Postby Rumpelteazer » Sat Aug 20, 2011 5:24 pm

Lovely to see you back on the forum, Dots.

I think you are right that one-pointed attention encourages Natural Samadhi, because doing something like cooking in the way you describe will generate sattva and I am sure that is a pre-requisite. In my own experience the gap more usually occurs when the attention is broadened and relaxed into passive (allocentric) attention, which is normally after the activity has stopped (unless it is something that doesn't require full one-pointed attention). It's then good to try to bring this into the next activity, but unfortunately this is often interrupted by another desire.

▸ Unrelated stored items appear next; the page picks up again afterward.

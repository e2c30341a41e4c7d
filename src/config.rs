use std::path::{Path, PathBuf};
use std::time::Duration;

use serde::{Deserialize, Serialize};

use crate::error::ConfigError;
use crate::pattern_config::PatternConfig;
use crate::protocol::ColorFormat;

pub const DEFAULT_PATH: &str = "config/config.json";

#[derive(Clone, Debug, PartialEq, Serialize, Deserialize)]
#[serde(deny_unknown_fields)]
pub struct Config {
    #[serde(default)]
    pub settings: Settings,
    pub objects: Vec<ObjectConfig>,
    #[serde(default)]
    pub launchpad: Option<LaunchpadConfig>,
    #[serde(default)]
    pub dmx: Option<DmxConfig>,
    #[serde(default)]
    pub buttons_port: Option<u16>,
    #[serde(default)]
    pub mirror: Option<MirrorConfig>,
    #[serde(default)]
    pub patterns: Option<PatternConfig>,
}

#[derive(Clone, Debug, PartialEq, Serialize, Deserialize)]
#[serde(default, deny_unknown_fields)]
pub struct Settings {
    /// Hz.
    pub animation_rate: f32,
    /// Seconds a rotation pattern stays up.
    pub rotation_period: f32,
    pub fps_report_interval: f32,
    pub reconnect_interval: f32,
    pub initial_pattern: Option<String>,
    pub cache: Option<CacheConfig>,
}

impl std::default::Default for Settings {
    fn default() -> Self {
        Self {
            animation_rate: 20.0,
            rotation_period: 600.0,
            fps_report_interval: 1.0,
            reconnect_interval: 5.0,
            initial_pattern: None,
            cache: None,
        }
    }
}

impl Settings {
    pub fn rotation_period(&self) -> Duration {
        Duration::from_secs_f32(self.rotation_period.max(0.0))
    }

    pub fn fps_report_interval(&self) -> Duration {
        Duration::from_secs_f32(self.fps_report_interval.max(0.0))
    }

    pub fn reconnect_interval(&self) -> Duration {
        Duration::from_secs_f32(self.reconnect_interval.max(0.0))
    }
}

#[derive(Clone, Debug, PartialEq, Serialize, Deserialize)]
#[serde(default, deny_unknown_fields)]
pub struct CacheConfig {
    pub directory: PathBuf,
    /// Seconds recorded per pattern.
    pub duration: f32,
}

impl std::default::Default for CacheConfig {
    fn default() -> Self {
        Self { directory: PathBuf::from("/tmp/pattern_cache"), duration: 60.0 }
    }
}

#[derive(Clone, Debug, PartialEq, Serialize, Deserialize)]
#[serde(deny_unknown_fields)]
pub struct ObjectConfig {
    pub id: String,
    pub led_config: PathBuf,
    #[serde(default)]
    pub serial: Vec<SerialConfig>,
    #[serde(default)]
    pub opc: Option<OpcConfig>,
    #[serde(default)]
    pub visualizer: Option<VisualizerConfig>,
}

#[derive(Clone, Debug, PartialEq, Serialize, Deserialize)]
#[serde(deny_unknown_fields)]
pub struct SerialConfig {
    pub device: String,
    #[serde(default = "default_baudrate")]
    pub baudrate: u32,
    pub uids: Vec<u8>,
    #[serde(default)]
    pub color_format: ColorFormat,
}

fn default_baudrate() -> u32 {
    250_000
}

#[derive(Clone, Debug, PartialEq, Serialize, Deserialize)]
#[serde(deny_unknown_fields)]
pub struct OpcConfig {
    pub server_ip: String,
    #[serde(default = "default_opc_port")]
    pub server_port: u16,
    pub uids: Vec<u8>,
}

fn default_opc_port() -> u16 {
    7890
}

#[derive(Clone, Debug, PartialEq, Serialize, Deserialize)]
#[serde(deny_unknown_fields)]
pub struct VisualizerConfig {
    pub port: u16,
}

#[derive(Clone, Debug, PartialEq, Serialize, Deserialize)]
#[serde(deny_unknown_fields)]
pub struct LaunchpadConfig {
    /// Substring matched against MIDI port names.
    #[serde(default = "default_launchpad_port")]
    pub port: String,
}

fn default_launchpad_port() -> String {
    "LPMiniMK3 MIDI".to_owned()
}

#[derive(Clone, Debug, PartialEq, Serialize, Deserialize)]
#[serde(deny_unknown_fields)]
pub struct DmxConfig {
    pub device: String,
    /// 1-based channel of the red component.
    #[serde(default = "default_start_channel")]
    pub start_channel: usize,
}

fn default_start_channel() -> usize {
    2
}

#[derive(Clone, Debug, Default, PartialEq, Serialize, Deserialize)]
#[serde(default, deny_unknown_fields)]
pub struct MirrorConfig {
    pub publish_port: Option<u16>,
    pub subscribe_uri: Option<String>,
}

impl Config {
    pub fn load(path: impl AsRef<Path>) -> Result<Self, ConfigError> {
        let path = path.as_ref();
        let text = std::fs::read_to_string(path).map_err(|e| ConfigError::io(path, e))?;
        let mut config: Config = serde_json::from_str(&text).map_err(|e| ConfigError::json(path, e))?;

        // layouts are relative to the config file
        if let Some(dir) = path.parent() {
            for object in &mut config.objects {
                if object.led_config.is_relative() {
                    object.led_config = dir.join(&object.led_config);
                }
            }
        }
        Ok(config)
    }

    pub fn patterns(&self) -> PatternConfig {
        self.patterns.clone().unwrap_or_else(PatternConfig::builtin)
    }
}

#[cfg(test)]
mod tests {
    use super::*;

    #[test]
    fn defaults_fill_in() {
        let config: Config = serde_json::from_str(
            r#"{
                "objects": [ {
                    "id": "car",
                    "led_config": "car.json",
                    "serial": [ { "device": "/dev/ttyUSB0", "uids": [1, 2] } ],
                    "opc": { "server_ip": "10.0.0.2", "uids": [3] }
                } ],
                "dmx": { "device": "/dev/ttyUSB1" }
            }"#,
        )
        .unwrap();

        assert_eq!(config.settings, Settings::default());
        let car = &config.objects[0];
        assert_eq!(car.serial[0].baudrate, 250_000);
        assert_eq!(car.serial[0].color_format, ColorFormat::Grb);
        assert_eq!(car.opc.as_ref().unwrap().server_port, 7890);
        assert_eq!(config.dmx.as_ref().unwrap().start_channel, 2);
        assert_eq!(config.patterns(), PatternConfig::builtin());
    }

    #[test]
    fn unknown_keys_rejected() {
        let result: Result<Config, _> =
            serde_json::from_str(r#"{ "objects": [], "settings": { "animation_rat": 30 } }"#);
        assert!(result.is_err());
    }

    #[test]
    fn color_format_names() {
        let serial: SerialConfig =
            serde_json::from_str(r#"{ "device": "d", "uids": [], "color_format": "RBG" }"#).unwrap();
        assert_eq!(serial.color_format, ColorFormat::Rbg);
    }
}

Others may see it differently and will perhaps contribute their own experiences to this topic?

Although we are told they happen very frequently during the day, I think it might be quite hard to become aware of moments of Natural Samadhi in 'the lowlands' as represented by Stage 1 of the programme in Annex 1 of the paper, as they are so infinitesimally short. (The levels of the mountain referred to above are not official definitions - they were just invented by a member of Cheltenham group - and are open to very different interpretations.) In my experience awareness and extension of them started happening automatically after quite a lot of practice along the lines of Stage 2, when one gets close to the 'middlelands' which is where Stage 3 starts. And when spotted, one can sometimes extend them further. When extended to several minutes, these moments of Natural Samadhi seem to be characterised by calmness, happiness and love of everything and everyone around.

The three basic practices of self-observation, attention and stillness seem to be the key.